I continue to think about what you said about Illinois being uniquely bereft of undisturbed landscape relative to other states. I also appreciate how Gavin challenged us to question our language about plants and how we think about the landscape.

I’m not someone who uses the word “weeds.” But since I’ve gotten involved in ecological restoration work, I have found myself wanting to categorize plants as “good” or “bad,” depending on whether they’re native. Now when I see a plant that isn’t native, and maybe even invasive, I think about it in the broader context of human migration.

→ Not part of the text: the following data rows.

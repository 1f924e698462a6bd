mod common;

use approx::assert_relative_eq;
use barwise::prelude::*;
use common::*;
use std::io::Write;

const CROSSING: [f64; 10] = [10.0, 10.0, 10.0, 12.0, 14.0, 16.0, 14.0, 12.0, 10.0, 8.0];

#[test]
fn crossover_emits_one_long_then_one_short() {
    let bars = series(&CROSSING);
    let result = Backtest::new(frictionless(2, 4, 100), &bars).unwrap().run();

    assert!(result.is_completed());
    assert_eq!(result.signals.len(), CROSSING.len());
    assert_eq!(
        non_flat_signals(&result),
        vec![
            SignalEvent { bar_index: 3, signal: Signal::Long },
            SignalEvent { bar_index: 7, signal: Signal::Short },
        ]
    );
}

#[test]
fn crossover_round_trip_books_costs() {
    let bars = series(&CROSSING);
    let config = BacktestConfig {
        commission_model: CostModel::Proportional(0.001),
        ..frictionless(2, 4, 100)
    };
    let result = Backtest::new(config, &bars).unwrap().run();

    assert_eq!(result.fills.len(), 2);
    assert_eq!(result.fills[0].bar_index, 4);
    assert_eq!(result.fills[0].side, OrderSide::Buy);
    assert_eq!(result.fills[0].fill_price, 14.0);
    assert_eq!(result.fills[1].bar_index, 8);
    assert_eq!(result.fills[1].side, OrderSide::Sell);
    assert_eq!(result.fills[1].fill_price, 10.0);

    assert_eq!(result.closed_trades.len(), 1);
    assert_relative_eq!(result.closed_trades[0].gross_pnl, -400.0, epsilon = 1e-9);
    assert_relative_eq!(result.closed_trades[0].net_pnl, -402.4, epsilon = 1e-9);

    let last = result.snapshots.last().unwrap();
    assert_eq!(last.position_quantity, 0);
    assert_relative_eq!(last.cash, 99597.6, epsilon = 1e-6);
    assert_relative_eq!(result.summary.final_equity, 99597.6, epsilon = 1e-6);
}

#[test]
fn long_short_reverses_on_short_crossover() {
    let bars = series(&CROSSING);
    let config = BacktestConfig {
        direction: Direction::LongShort,
        ..frictionless(2, 4, 100)
    };
    let result = Backtest::new(config, &bars).unwrap().run();

    assert_eq!(result.fills.len(), 2);
    assert_eq!(result.fills[1].side, OrderSide::Sell);
    assert_eq!(result.fills[1].fill_quantity, 200);
    assert_eq!(result.snapshots.last().unwrap().position_quantity, -100);
    //short from 10 marked at 8
    assert_relative_eq!(
        result.summary.final_equity,
        100000.0 - 400.0 + 200.0,
        epsilon = 1e-9
    );
}

#[test]
fn fixed_commission_reduces_cash_by_notional_plus_fee() {
    let bars = series(&[90.0, 100.0, 100.0]);
    let config = BacktestConfig {
        initial_cash: 1050.0,
        fast_window: 1,
        slow_window: 2,
        sizing_rule: SizingRule::FixedFraction(1.0),
        commission_model: CostModel::Fixed(1.0),
        slippage_model: CostModel::zero(),
        ..BacktestConfig::default()
    };
    let result = Backtest::new(config, &bars).unwrap().run();

    assert_eq!(result.fills.len(), 1);
    let fill = &result.fills[0];
    assert_eq!(fill.fill_quantity, 10);
    assert_eq!(fill.fill_price, 100.0);
    assert_eq!(fill.commission, 1.0);
    assert_eq!(fill.slippage_cost, 0.0);

    assert_eq!(result.snapshots[1].cash, 1050.0);
    assert_eq!(result.snapshots[2].cash, 1050.0 - 1001.0);
    assert_eq!(result.snapshots[2].position_quantity, 10);
}

#[test]
fn unaffordable_order_is_rejected_without_touching_the_ledger() {
    let bars = series(&[90.0, 100.0, 100.0]);
    let config = BacktestConfig {
        initial_cash: 500.0,
        ..frictionless(1, 2, 10)
    };
    let result = Backtest::new(config, &bars).unwrap().run();

    assert!(result.fills.is_empty());
    assert_eq!(result.orders.len(), 1);
    assert_eq!(
        result.orders[0].status,
        OrderStatus::Rejected(RejectReason::InsufficientFunds {
            required: 1000.0,
            available: 500.0,
        })
    );
    for snapshot in &result.snapshots {
        assert_eq!(snapshot.cash, 500.0);
        assert_eq!(snapshot.position_quantity, 0);
    }
}

#[test]
fn margin_allows_negative_cash() {
    let bars = series(&[90.0, 100.0, 100.0]);
    let config = BacktestConfig {
        initial_cash: 500.0,
        allow_margin: true,
        ..frictionless(1, 2, 10)
    };
    let result = Backtest::new(config, &bars).unwrap().run();

    assert_eq!(result.fills.len(), 1);
    let last = result.snapshots.last().unwrap();
    assert_eq!(last.cash, -500.0);
    assert_eq!(last.equity, 500.0);
}

#[test]
fn flat_round_trip_loses_only_costs() {
    //opens stay at 100 while closes cross up then down
    let opens = [100.0, 100.0, 100.0, 100.0, 100.0];
    let closes = [100.0, 101.0, 102.0, 99.0, 98.0];
    let bars = BarSeries::new(bars_with_opens(&opens, &closes)).unwrap();
    let config = BacktestConfig {
        commission_model: CostModel::Fixed(1.0),
        ..frictionless(1, 2, 10)
    };
    let result = Backtest::new(config, &bars).unwrap().run();

    assert_eq!(result.fills.len(), 2);
    assert_eq!(result.closed_trades.len(), 1);
    let trade = &result.closed_trades[0];
    assert_eq!(trade.gross_pnl, 0.0);
    assert_relative_eq!(trade.net_pnl, -2.0, epsilon = 1e-12);

    let last = result.snapshots.last().unwrap();
    assert_eq!(last.position_quantity, 0);
    assert_relative_eq!(last.equity, 100000.0 - 2.0, epsilon = 1e-9);
}

#[test]
fn slippage_is_charged_against_the_trade() {
    let bars = series(&[90.0, 100.0, 100.0]);
    let config = BacktestConfig {
        slippage_model: CostModel::Fixed(0.5),
        ..frictionless(1, 2, 10)
    };
    let result = Backtest::new(config, &bars).unwrap().run();

    let fill = &result.fills[0];
    assert_eq!(fill.fill_price, 100.0);
    assert_eq!(fill.slippage_cost, 5.0);
    assert_eq!(fill.effective_price(), 100.5);
    assert_eq!(result.snapshots[2].cash, 100000.0 - 1005.0);
}

#[test]
fn fills_never_happen_on_the_originating_bar() {
    let closes: Vec<f64> = (0..120)
        .map(|i| 100.0 + 10.0 * (i as f64 / 7.0).sin())
        .collect();
    let bars = series(&closes);
    let result = Backtest::new(frictionless(3, 8, 5), &bars).unwrap().run();

    assert!(!result.fills.is_empty());
    for fill in &result.fills {
        let order = result
            .orders
            .iter()
            .find(|o| o.id == fill.order_id)
            .unwrap();
        assert_eq!(order.status, OrderStatus::Filled);
        assert!(fill.bar_index > order.originating_bar_index);
        assert_eq!(fill.fill_price, bars[fill.bar_index].open);
    }
}

#[test]
fn order_from_the_last_bar_stays_pending() {
    let bars = series(&[10.0, 10.0, 12.0]);
    let result = Backtest::new(frictionless(1, 2, 1), &bars).unwrap().run();

    assert!(result.is_completed());
    assert!(result.fills.is_empty());
    assert_eq!(result.orders.len(), 1);
    assert_eq!(result.orders[0].originating_bar_index, 2);
    assert_eq!(result.orders[0].status, OrderStatus::Pending);
}

#[test]
fn snapshot_equity_is_cash_plus_position_value() {
    let closes: Vec<f64> = (0..80).map(|i| 50.0 + ((i * 37) % 23) as f64).collect();
    let bars = series(&closes);
    let config = BacktestConfig {
        direction: Direction::LongShort,
        commission_model: CostModel::Proportional(0.002),
        slippage_model: CostModel::Proportional(0.001),
        ..frictionless(2, 5, 3)
    };
    let result = Backtest::new(config, &bars).unwrap().run();

    assert_eq!(result.snapshots.len(), bars.len());
    for (i, snapshot) in result.snapshots.iter().enumerate() {
        assert_eq!(snapshot.bar_index, i);
        assert_eq!(snapshot.equity, snapshot.cash + snapshot.position_market_value);
        assert_eq!(
            snapshot.position_market_value,
            snapshot.position_quantity as f64 * bars[i].close
        );
    }
}

#[test]
fn identical_inputs_give_identical_results() {
    let closes: Vec<f64> = (0..200)
        .map(|i| 100.0 + 15.0 * (i as f64 / 11.0).sin() + (i % 5) as f64)
        .collect();
    let bars = series(&closes);
    let config = BacktestConfig {
        fast_window: 4,
        slow_window: 15,
        ..BacktestConfig::default()
    };

    let first = Backtest::new(config.clone(), &bars).unwrap().run();
    let second = Backtest::new(config, &bars).unwrap().run();

    assert_eq!(first, second);
    assert_eq!(
        serde_json::to_string(&first).unwrap(),
        serde_json::to_string(&second).unwrap()
    );
}

#[test]
fn non_finite_equity_aborts_with_partial_result() {
    let bars = series(&[1.0, 2.0, 1e308]);
    let config = BacktestConfig {
        allow_margin: true,
        ..frictionless(1, 2, 10)
    };
    let result = Backtest::new(config, &bars).unwrap().run();

    match &result.status {
        RunStatus::Aborted { bar_index, reason } => {
            assert_eq!(*bar_index, 2);
            assert!(matches!(
                reason,
                AbortReason::Ledger(LedgerError::NonFiniteEquity { bar_index: 2, .. })
            ));
        }
        RunStatus::Completed => panic!("expected the run to abort"),
    }
    assert!(!result.is_completed());
    assert_eq!(result.snapshots.len(), 2);
    assert_eq!(result.fills.len(), 1);
}

#[test]
fn stepping_moves_through_driver_states() {
    let bars = series(&[1.0, 2.0, 3.0]);
    let mut engine = Backtest::new(frictionless(1, 2, 1), &bars).unwrap();
    assert_eq!(engine.state(), DriverState::Initialized);

    assert_eq!(engine.step(), Ok(true));
    assert_eq!(engine.state(), DriverState::Running);
    assert_eq!(engine.snapshots().len(), 1);

    assert_eq!(engine.step(), Ok(true));
    assert_eq!(engine.step(), Ok(false));
    assert_eq!(engine.state(), DriverState::Completed);
    assert_eq!(engine.snapshots().len(), 3);

    //further steps are no-ops
    assert_eq!(engine.step(), Ok(false));
    assert_eq!(engine.snapshots().len(), 3);
}

#[test]
fn invalid_inputs_fail_before_any_bar() {
    assert_eq!(
        run_backtest(Vec::new(), BacktestConfig::default()).unwrap_err(),
        BacktestError::Data(DataError::EmptySeries)
    );

    let mut bars = flat_bars(&[1.0, 2.0, 3.0]);
    bars.swap(1, 2);
    assert_eq!(
        run_backtest(bars, BacktestConfig::default()).unwrap_err(),
        BacktestError::Data(DataError::NonMonotonicTimestamp { index: 2 })
    );

    let config = BacktestConfig::default().with_windows(10, 10);
    assert_eq!(
        run_backtest(flat_bars(&[1.0, 2.0]), config).unwrap_err(),
        BacktestError::Config(ConfigError::WindowOrder { fast: 10, slow: 10 })
    );
}

#[test]
fn csv_file_runs_end_to_end() {
    let mut file = tempfile::NamedTempFile::new().unwrap();
    writeln!(file, "timestamp,open,high,low,close,volume").unwrap();
    for (i, close) in CROSSING.iter().enumerate() {
        writeln!(
            file,
            "2024-02-{:02},{c},{c},{c},{c},500",
            i + 1,
            c = close
        )
        .unwrap();
    }
    file.flush().unwrap();

    let bars = load_csv(file.path()).unwrap();
    let result = run_backtest(bars, frictionless(2, 4, 100)).unwrap();

    assert!(result.is_completed());
    assert_eq!(result.fills.len(), 2);
    assert_eq!(result.equity_curve().len(), CROSSING.len());
}

#[test]
fn sweep_is_the_same_in_parallel_and_sequentially() {
    let closes: Vec<f64> = (0..150)
        .map(|i| 100.0 + 20.0 * (i as f64 / 13.0).sin())
        .collect();
    let bars = series(&closes);
    let grid = ParamGrid::new(vec![2, 3, 5, 8], vec![5, 10, 20]);

    let parallel = ParamSweep::new(BacktestConfig::default())
        .sweep(&grid, &bars)
        .unwrap();
    let sequential = ParamSweep::new(BacktestConfig::default())
        .with_parallelism(false)
        .sweep(&grid, &bars)
        .unwrap();

    assert_eq!(parallel.len(), grid.size());
    assert_eq!(parallel, sequential);

    //each outcome matches a standalone run of the same windows
    let single = Backtest::new(BacktestConfig::default().with_windows(3, 10), &bars)
        .unwrap()
        .run();
    let outcome = parallel
        .iter()
        .find(|o| o.fast_window == 3 && o.slow_window == 10)
        .unwrap();
    assert_eq!(outcome.summary, single.summary);
    assert_eq!(outcome.num_fills, single.fills.len());
}

#[test]
fn ranking_puts_best_sharpe_first() {
    let closes: Vec<f64> = (0..150)
        .map(|i| 100.0 + 20.0 * (i as f64 / 13.0).sin())
        .collect();
    let bars = series(&closes);
    let grid = ParamGrid::new(vec![2, 3, 5], vec![8, 13]);

    let mut outcomes = ParamSweep::new(BacktestConfig::default())
        .sweep(&grid, &bars)
        .unwrap();
    rank_by_sharpe(&mut outcomes);

    for pair in outcomes.windows(2) {
        assert!(pair[0].summary.sharpe_like_ratio >= pair[1].summary.sharpe_like_ratio);
    }
}

#[test]
fn huge_equity_never_turns_a_long_into_a_sell() {
    let bars = series(&[90.0, 100.0, 100.0]);
    let config = BacktestConfig {
        initial_cash: 1e300,
        fast_window: 1,
        slow_window: 2,
        sizing_rule: SizingRule::FixedFraction(1.0),
        ..BacktestConfig::default()
    };
    let result = Backtest::new(config, &bars).unwrap().run();

    assert_eq!(
        non_flat_signals(&result),
        vec![SignalEvent { bar_index: 1, signal: Signal::Long }]
    );
    assert_eq!(result.orders.len(), 1);
    assert_eq!(
        result.orders[0].status,
        OrderStatus::Rejected(RejectReason::DegenerateQuantity)
    );
    assert!(result.fills.is_empty());
    for snapshot in &result.snapshots {
        assert_eq!(snapshot.position_quantity, 0);
    }
}

#[test]
fn unrepresentable_fixed_quantity_is_a_config_error() {
    let config = frictionless(1, 2, u64::MAX);
    assert_eq!(
        run_backtest(flat_bars(&[90.0, 100.0, 100.0]), config).unwrap_err(),
        BacktestError::Config(ConfigError::QuantityTooLarge(u64::MAX))
    );
}

#[test]
fn take_profit_exits_and_waits_for_a_fresh_crossover() {
    let bars = series(&[100.0, 100.0, 101.0, 102.0, 110.0, 125.0, 126.0, 127.0]);
    let config = BacktestConfig {
        take_profit_pct: Some(0.15),
        ..frictionless(1, 2, 10)
    };
    let result = Backtest::new(config, &bars).unwrap().run();

    assert_eq!(result.orders.len(), 2);
    assert_eq!(result.orders[0].exit, None);
    assert_eq!(result.orders[0].originating_bar_index, 2);

    let exit = &result.orders[1];
    assert_eq!(exit.exit, Some(ExitTrigger::TakeProfit));
    assert_eq!(exit.side, OrderSide::Sell);
    assert_eq!(exit.originating_bar_index, 5);

    assert_eq!(result.fills.len(), 2);
    assert_eq!(result.fills[0].fill_price, 102.0);
    assert_eq!(result.fills[1].bar_index, 6);
    assert_eq!(result.fills[1].fill_price, 126.0);
    assert_relative_eq!(result.closed_trades[0].gross_pnl, 240.0, epsilon = 1e-9);
    assert_eq!(result.snapshots.last().unwrap().position_quantity, 0);
}

#[test]
fn trailing_stop_exits_while_crossover_still_long() {
    let closes = [100.0, 100.0, 100.0, 100.0, 100.0, 101.0, 110.0, 120.0, 113.0, 112.0];
    let bars = series(&closes);
    let config = BacktestConfig {
        trailing_stop_pct: Some(0.05),
        ..frictionless(1, 5, 10)
    };
    let result = Backtest::new(config, &bars).unwrap().run();

    assert_eq!(
        non_flat_signals(&result),
        vec![SignalEvent { bar_index: 5, signal: Signal::Long }]
    );
    assert_eq!(result.orders.len(), 2);
    assert_eq!(result.orders[1].exit, Some(ExitTrigger::TrailingStop));
    assert_eq!(result.orders[1].originating_bar_index, 8);
    assert_eq!(result.fills[1].bar_index, 9);
    assert_relative_eq!(result.closed_trades[0].gross_pnl, 20.0, epsilon = 1e-9);
}

#[test]
fn exits_are_off_by_default() {
    let closes = [100.0, 100.0, 100.0, 100.0, 100.0, 101.0, 110.0, 120.0, 113.0, 112.0];
    let bars = series(&closes);
    let result = Backtest::new(frictionless(1, 5, 10), &bars).unwrap().run();

    assert_eq!(result.orders.len(), 1);
    assert_eq!(result.snapshots.last().unwrap().position_quantity, 10);
}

The main thematic takeaway from the program — that landscapes reflect our values — helps me sort out and articulate my feelings about my surroundings.

— Maureen


What’s stayed with me is the contrast in how the the native peoples and the immigrants thought about and used the land. The Potawatomi and other native peoples worked with the land while the immigrants wanted to claim it, own it, and make it more like the places they had left — hence the introduction of buckthorn and other “useful” plants that crowded out the native plants.

It also got me thinking about our current urban/rural divides as well as our continued assumptions that the land we “own,” even the land I own and tend, is ours, forgetting that it’s connected to everything else.

— Janet


I really enjoyed the walk and plan on returning to Sand Ridge to see more of it. I think the story that stayed with me the most was about buckthorn and its “takeover.” But I thought all the stories were intriguing, thoughtfully curated, and well-presented.